More than half of the new HIV diagnoses among American Indians and Alaska Natives are estimated to be among those aged < 35 years, according to the CDC. To improve HIV prevention and care outcomes, an ongoing collaboration between IHS and the CDC is funding cooperative agreements with First Nations Community HealthSource, Albuquerque, and Inter Tribal Council of Arizona, Phoenix. The groups will receive up to $100,000 a year for up to 5 years for community health care services. “These awards increase access to culturally appropriate, high-quality HIV treatment for our American Indian and Alaska Native communities,” said Mary L. Smith, IHS principal deputy director.

First Nations, New Mexico’s urban Indian health center and a Federally Qualified Health Center, operates 2 clinic sites and 3 school-based health centers. The Inter Tribal Council of Arizona, representing 21 tribal governments, operates more than 30 projects and provides technical assistance and training to tribal governments in program planning and development, research and data collection, resource development, management and evaluation.

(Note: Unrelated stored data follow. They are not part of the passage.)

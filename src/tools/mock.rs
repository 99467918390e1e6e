//! Demo tool runner that returns fixed data without any network access

use crate::models::ToolRecord;
use crate::tools::ToolRunner;
use crate::Result;
use chrono::NaiveDate;

pub(crate) const SECTOR_LINES: [&str; 5] = [
    "반도체 : +2.3%, 거래대금 상위",
    "2차 전지 : +1.8%",
    "인터넷/플랫폼: +1.2%",
    "바이오: -0.5",
    "철강/소재: -1.0%",
];

/// Keeps the pipeline runnable without provider credentials
pub struct MockToolRunner;

pub(crate) fn top_sectors(limit: usize) -> Vec<ToolRecord> {
    let lines: Vec<&str> = SECTOR_LINES.iter().take(limit).copied().collect();
    vec![ToolRecord::new(format!("섹터/테마 상위 {} (모의)", limit), lines.join("\n"))
        .tags(&["sector", "mock"])
        .source("mock_price")
        .scores(0.8, 0.8, 0.8, 0.7)]
}

pub(crate) fn macro_snapshot() -> Vec<ToolRecord> {
    vec![ToolRecord::new(
        "거시 지표 스냅샷(모의)",
        "기준금리 3.50%, 3년국채 3.20%, USD/KRW 1,350원 (모의 데이터)",
    )
    .tags(&["macro", "rate", "fx", "mock"])
    .source("mock_macro")
    .scores(0.9, 0.8, 0.8, 0.8)]
}

pub(crate) fn forum_sentiment(topics: &[String]) -> Vec<ToolRecord> {
    let topics_str = if topics.is_empty() {
        "시장 전반".to_string()
    } else {
        topics.join(", ")
    };

    // opinion data is deliberately low on source trust
    vec![ToolRecord::new(
        format!("커뮤니티 심리 요약(모의) - {}", topics_str),
        format!(
            "[모의] 커뮤니티에서 {} 관련 낙관/비관 의견이 혼재된 상태라는 요약",
            topics_str
        ),
    )
    .tags(&["forum", "sentiment", "mock"])
    .source("mock_forum")
    .scores(0.3, 0.8, 0.6, 0.4)]
}

#[async_trait::async_trait]
impl ToolRunner for MockToolRunner {
    async fn get_index_snapshot(
        &self,
        indices: &[String],
        _target_date: NaiveDate,
    ) -> Result<Vec<ToolRecord>> {
        let records = indices
            .iter()
            .map(|idx| {
                let upper = idx.to_uppercase();
                let body = match upper.as_str() {
                    "KOSPI" => "KOSPI 4,000.1pt, 전일 대비 -0.7% (모의 데이터)".to_string(),
                    "KOSDAQ" => "KOSDAQ 930.5pt, 전일 대비 +1.2% (모의 데이터)".to_string(),
                    _ => format!("{} 지수 (모의 데이터)", idx),
                };
                let mut record = ToolRecord::new(format!("{} 지수 스냅샷(모의)", idx), body)
                    .source("mock_price")
                    .scores(0.9, 0.9, 0.9, 0.9);
                record.tags = vec![upper, "index".to_string(), "mock".to_string()];
                record
            })
            .collect();

        Ok(records)
    }

    async fn get_top_sectors(&self, limit: usize) -> Result<Vec<ToolRecord>> {
        Ok(top_sectors(limit))
    }

    async fn get_dart_disclosures(
        &self,
        _importance: &str,
        _target_date: NaiveDate,
    ) -> Result<Vec<ToolRecord>> {
        Ok(vec![
            ToolRecord::new(
                "[모의] 삼성전자 - 자사주 소각 결정",
                "주주가치 제고를 위한 자사주 일부 소각 (모의 데이터)",
            )
            .tags(&["공시", "주주환원", "mock"])
            .source("mock_dart")
            .scores(0.95, 0.9, 0.9, 0.8),
            ToolRecord::new(
                "[모의] 카카오 - 신사업 투자 공시",
                "AI/클라우드 관련 대규모 투자 계획 공시 (모의 데이터)",
            )
            .tags(&["공시", "투자", "mock"])
            .source("mock_dart")
            .scores(0.9, 0.9, 0.8, 0.7),
        ])
    }

    async fn get_macro_snapshot(&self) -> Result<Vec<ToolRecord>> {
        Ok(macro_snapshot())
    }

    async fn search_kr_stock_news(
        &self,
        query: &str,
        limit: usize,
        _target_date: NaiveDate,
    ) -> Result<Vec<ToolRecord>> {
        let lines: Vec<String> = (1..=2)
            .take(limit)
            .map(|n| format!("[모의 뉴스] '{}' 관련 시황 기사 {}", query, n))
            .collect();

        Ok(vec![ToolRecord::new(
            format!("국내 증시 뉴스 요약(모의) - {}", query),
            lines.join("\n"),
        )
        .tags(&["news", "mock"])
        .source("mock_news")
        .scores(0.7, 0.7, 0.7, 0.6)])
    }

    async fn get_forum_sentiment(&self, topics: &[String]) -> Result<Vec<ToolRecord>> {
        Ok(forum_sentiment(topics))
    }
}

#[cfg(test)]
mod tests {
    use super::*;

    fn runner() -> MockToolRunner {
        MockToolRunner
    }

    fn date() -> NaiveDate {
        NaiveDate::from_ymd_opt(2025, 12, 4).unwrap()
    }

    #[tokio::test]
    async fn test_index_snapshot_one_record_per_index() {
        let indices = vec!["kospi".to_string(), "KOSDAQ".to_string(), "NIKKEI".to_string()];
        let records = runner().get_index_snapshot(&indices, date()).await.unwrap();

        assert_eq!(records.len(), 3);
        assert!(records[0].body.as_deref().unwrap().starts_with("KOSPI 4,000.1pt"));
        assert_eq!(records[0].tags[0], "KOSPI");
        assert_eq!(records[2].body.as_deref(), Some("NIKKEI 지수 (모의 데이터)"));
    }

    #[tokio::test]
    async fn test_news_lines_respect_limit() {
        let records = runner().search_kr_stock_news("코스닥", 1, date()).await.unwrap();
        assert_eq!(
            records[0].body.as_deref(),
            Some("[모의 뉴스] '코스닥' 관련 시황 기사 1")
        );
    }

    #[tokio::test]
    async fn test_forum_sentiment_without_topics() {
        let records = runner().get_forum_sentiment(&[]).await.unwrap();
        assert_eq!(
            records[0].title.as_deref(),
            Some("커뮤니티 심리 요약(모의) - 시장 전반")
        );
        assert_eq!(records[0].source_score, Some(0.3));
    }
}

The awards support activities in 5 main areas:

  • Increasing access to comprehensive pre-exposure prophylaxis;
  • Identifying local-level priorities for HIV care needs and creating tools and resources;
  • Making it easier for people living with HIV and AIDS to stay in treatment;
  • Teaching people who inject drugs about reducing risks and extending access to services for medication-assisted therapies for people with opioid use disorder in accordance with federal, state, tribal, and local laws; and
  • Increasing age-appropriate prevention education at the local levels.

 “This multiyear collaboration supports a sustained, in-depth HIV prevention program that will benefit not only tribes, but also American Indians and Alaska Natives in urban locations,” said Eugene McCray, MD, director of CDC’s Division of HIV/AIDS Prevention. “We are bringing services right to the local level, reaching American Indian and Alaska Native communities.”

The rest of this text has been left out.